The Oikoumene.
Humanity's area of distribution and historical movement call the Oikoumene. It forms a girdle around the earth between the two polar regions, and embraces the Tropics, the Temperate Zones, and a part of the North Frigid, in all, five-sixths of the earth's surface. This area of distribution is unusually large. Few other living species so nearly permeate the whole vital area, and many of these have reached their wide expansion only in the company of man. Only about 49,000,000 square miles (125,000,000 square kilometers) of the Oikoumene is land and therefore constitutes properly the habitat of man. But just as we cannot understand a nation from the study of its own country alone, but must take into consideration the wider area of its spreading activities, so we cannot understand mankind without including in his world not only his habitat but also the vastly larger sphere of his activities, which is almost identical with the earth itself. The most progressive peoples to-day find their scientific, economic, religious and political interests embracing the earth.
Unity of the human species in the relation to the earth.
Mankind has in common with all other forms of life the tendency toward expansion. The more adaptable and mobile an organism is, the wider the distribution which it attains and the greater the rapidity with which it displaces its weaker kin. In the most favored cases it embraces the whole vital area of the earth, leaving no space free for the development of diversity of forms, and itself showing everywhere only superficial distinctions. Mankind has achieved such wide distribution. Before his persistent intrusions and his mobility, the earth has no longer any really segregated districts where a strongly divergent type of the man animal might develop. Hence mankind shows only superficial distinctions of hair, color, head-form and stature between its different groups. It has got beyond the point of forming species, and is restricted to the slighter variations of races. Even these are few in comparison with the area of the earth's surface, and their list tends to decrease. The Guanches and Tasmanians have vanished, the Australians are on the road to extinction; and when they shall have disappeared, there will be one variety the less in humanity. So the process of assimilation advances, here by the simple elimination of weaker divergent types of men, there by amalgamation and absorption into the stock of the stronger.
This unity of the human species has been achieved in spite of the fact that, owing to the three-fold predominance of the water surface of the globe, the land surface appears as detached fragments which rise as islands from the surrounding ocean. Among these fragments we have every gradation in size, from the continuous continental mass of Eurasia-Africa with its 31,000,000 square miles, the Americas with 15,000,000, Australia with nearly 3,000,000, Madagascar with 230,000, and New Zealand with 104,000, down to Guam with its 199 square miles, Ascension with 58, Tristan da Cunha with 45, and the rocky Islet of Helgoland with its scant 150 acres. All these down to the smallest constitute separate vital districts.

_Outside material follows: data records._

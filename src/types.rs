//! Core data model: entries, criteria, destination policies and results.

use std::ffi::{OsStr, OsString};
use std::fmt;
use std::path::{Path, PathBuf};
use std::str::FromStr;

use crate::errors::RelocateError;

/// One filesystem object produced by a scan. Never mutated; a new scan
/// replaces it after a relocation round.
#[derive(Debug, Clone, PartialEq, Eq)]
pub struct FileEntry {
    pub path: PathBuf,
    pub name: OsString,
    /// Text after the last dot of the name (without the dot). A leading dot
    /// (".env") is part of the name, not an extension.
    pub extension: Option<String>,
    pub is_file: bool,
}

impl FileEntry {
    /// Build an entry for `path`, reading its type from the filesystem
    /// (following symlinks, so a link to a regular file counts as a file).
    pub fn from_path(path: impl Into<PathBuf>) -> Self {
        let path = path.into();
        let is_file = path.is_file();
        Self::with_kind(path, is_file)
    }

    pub(crate) fn with_kind(path: PathBuf, is_file: bool) -> Self {
        let name = path
            .file_name()
            .map(OsStr::to_os_string)
            .unwrap_or_default();
        let extension = split_name(&name.to_string_lossy())
            .1
            .map(|ext| ext.trim_start_matches('.').to_string());
        Self {
            path,
            name,
            extension,
            is_file,
        }
    }

    /// Name as text for matching; invalid UTF-8 is replaced.
    pub fn name_lossy(&self) -> std::borrow::Cow<'_, str> {
        self.name.to_string_lossy()
    }

    /// Directory containing the entry.
    pub fn parent(&self) -> &Path {
        self.path.parent().unwrap_or_else(|| Path::new(""))
    }
}

/// Split a file name into `(stem, Some(".ext"))`. The dot must not be the
/// first character, so dotfiles have no extension.
pub(crate) fn split_name(name: &str) -> (&str, Option<&str>) {
    match name.rfind('.') {
        Some(idx) if idx > 0 => (&name[..idx], Some(&name[idx..])),
        _ => (name, None),
    }
}

/// User criterion selecting entries. Both variants compare case-insensitively.
#[derive(Debug, Clone, PartialEq, Eq)]
pub enum MatchCriterion {
    Substring(String),
    ExtensionSuffix(String),
}

/// How a rename treats the case of the resulting name.
#[derive(Debug, Clone, Copy, PartialEq, Eq, Default)]
pub enum CaseHandling {
    /// Lower-case the whole resulting name.
    #[default]
    Lowercase,
    /// Keep the case of the characters that remain.
    Preserve,
}

impl CaseHandling {
    pub fn parse(s: &str) -> Option<Self> {
        match s.trim().to_ascii_lowercase().as_str() {
            "lowercase" | "lower" => Some(CaseHandling::Lowercase),
            "preserve" | "keep" => Some(CaseHandling::Preserve),
            _ => None,
        }
    }
}

impl fmt::Display for CaseHandling {
    fn fmt(&self, f: &mut fmt::Formatter<'_>) -> fmt::Result {
        f.write_str(match self {
            CaseHandling::Lowercase => "lowercase",
            CaseHandling::Preserve => "preserve",
        })
    }
}

impl FromStr for CaseHandling {
    type Err = String;
    fn from_str(s: &str) -> Result<Self, Self::Err> {
        Self::parse(s).ok_or_else(|| format!("invalid case handling: '{s}'"))
    }
}

/// Where matched entries end up.
#[derive(Debug, Clone, PartialEq, Eq)]
pub enum DestinationPolicy {
    /// Strip `remove` from the name, same directory.
    RenameInPlace { remove: String, case: CaseHandling },
    /// Keep the name, move into this directory (created if absent).
    MoveToFolder(PathBuf),
}

impl DestinationPolicy {
    pub fn rename_in_place(remove: impl Into<String>) -> Self {
        DestinationPolicy::RenameInPlace {
            remove: remove.into(),
            case: CaseHandling::default(),
        }
    }

    pub fn move_to_folder(dir: impl Into<PathBuf>) -> Self {
        DestinationPolicy::MoveToFolder(dir.into())
    }
}

#[derive(Debug, Clone, PartialEq, Eq)]
pub enum RelocationStatus {
    Succeeded,
    Failed(RelocateError),
}

/// Outcome of relocating one entry.
#[derive(Debug, Clone, PartialEq, Eq)]
pub struct RelocationResult {
    pub original: PathBuf,
    /// Path actually used, or that would have been used when the failure
    /// happened after collision resolution. Equals `original` otherwise.
    pub final_path: PathBuf,
    pub status: RelocationStatus,
}

impl RelocationResult {
    pub(crate) fn succeeded(original: &Path, final_path: PathBuf) -> Self {
        Self {
            original: original.to_path_buf(),
            final_path,
            status: RelocationStatus::Succeeded,
        }
    }

    pub(crate) fn failed(original: &Path, final_path: Option<PathBuf>, err: RelocateError) -> Self {
        Self {
            original: original.to_path_buf(),
            final_path: final_path.unwrap_or_else(|| original.to_path_buf()),
            status: RelocationStatus::Failed(err),
        }
    }

    pub fn is_success(&self) -> bool {
        matches!(self.status, RelocationStatus::Succeeded)
    }

    /// Succeeded without touching the filesystem.
    pub fn is_unchanged(&self) -> bool {
        self.is_success() && self.original == self.final_path
    }

    pub fn error(&self) -> Option<&RelocateError> {
        match &self.status {
            RelocationStatus::Failed(e) => Some(e),
            RelocationStatus::Succeeded => None,
        }
    }
}

#[cfg(test)]
mod tests {
    use super::*;

    #[test]
    fn split_name_handles_dotfiles_and_multi_ext() {
        assert_eq!(split_name("movie.mkv"), ("movie", Some(".mkv")));
        assert_eq!(split_name("archive.tar.gz"), ("archive.tar", Some(".gz")));
        assert_eq!(split_name(".env"), (".env", None));
        assert_eq!(split_name("README"), ("README", None));
    }

    #[test]
    fn entry_extension_excludes_dot() {
        let e = FileEntry::with_kind(PathBuf::from("/x/Clip.MP4"), true);
        assert_eq!(e.extension.as_deref(), Some("MP4"));
        assert_eq!(e.name, OsString::from("Clip.MP4"));
        assert_eq!(e.parent(), Path::new("/x"));
    }

    #[test]
    fn case_handling_parses() {
        assert_eq!(CaseHandling::parse("Preserve"), Some(CaseHandling::Preserve));
        assert_eq!("lowercase".parse::<CaseHandling>(), Ok(CaseHandling::Lowercase));
        assert!("upper".parse::<CaseHandling>().is_err());
    }
}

Isolation and differentiation.
Small, naturally defined areas, whether their boundaries are drawn by mountains, sea, or by both, always harbor small but markedly individual peoples, as also peculiar or endemic animal forms, whose differentiation varies with the degree of isolation. Such peoples can be found over and over again in islands, peninsulas, confined mountain valleys, or desert-rimmed oases. The cause lies in the barriers to expansion and to accessions of population from without which confront such peoples on every side. Broad, uniform continental areas, on the other hand, where nature has erected no such obstacles are the habitats of wide-spread peoples, monotonous in type. The long stretch of coastal lowlands encircling the Arctic Ocean and running back into the wide plains of North America and Eurasia show a remarkable uniformity of animal and plant forms[298] and a striking similarity of race through the Lapps, the Samoyedes of northern Russia, the various Mongolian tribes of Arctic Siberia to Bering Strait, and the Eskimo, that curiously transitional race, formerly classified as Mongolian and more recently as a divergent Indian stock; for the Eskimos are similar to the Siberians in stature, features, coloring, mode of life, in everything but head-form, though even the cephalic indices approach on the opposite shores of Bering Sea.[299] Where geography draws no dividing line, ethnology finds it difficult to do so. Where the continental land-masses converge is found similarity or even identity of race, easy gradations from one type to another; where they diverge most widely in the peninsular extremities of South America, South Africa and Australia, they show the greatest dissimilarity in their native races, and a corresponding diversity in their animal life.[300] Geographical proximity combined with accessibility results in similarity of human and animal occupants, while a corresponding dissimilarity is the attendant of remoteness or of segregation. Therefore, despite the distribution of mankind over the total habitable area of the earth, his penetration into its detached regions and hidden corners has maintained such variations as still exist in the human family.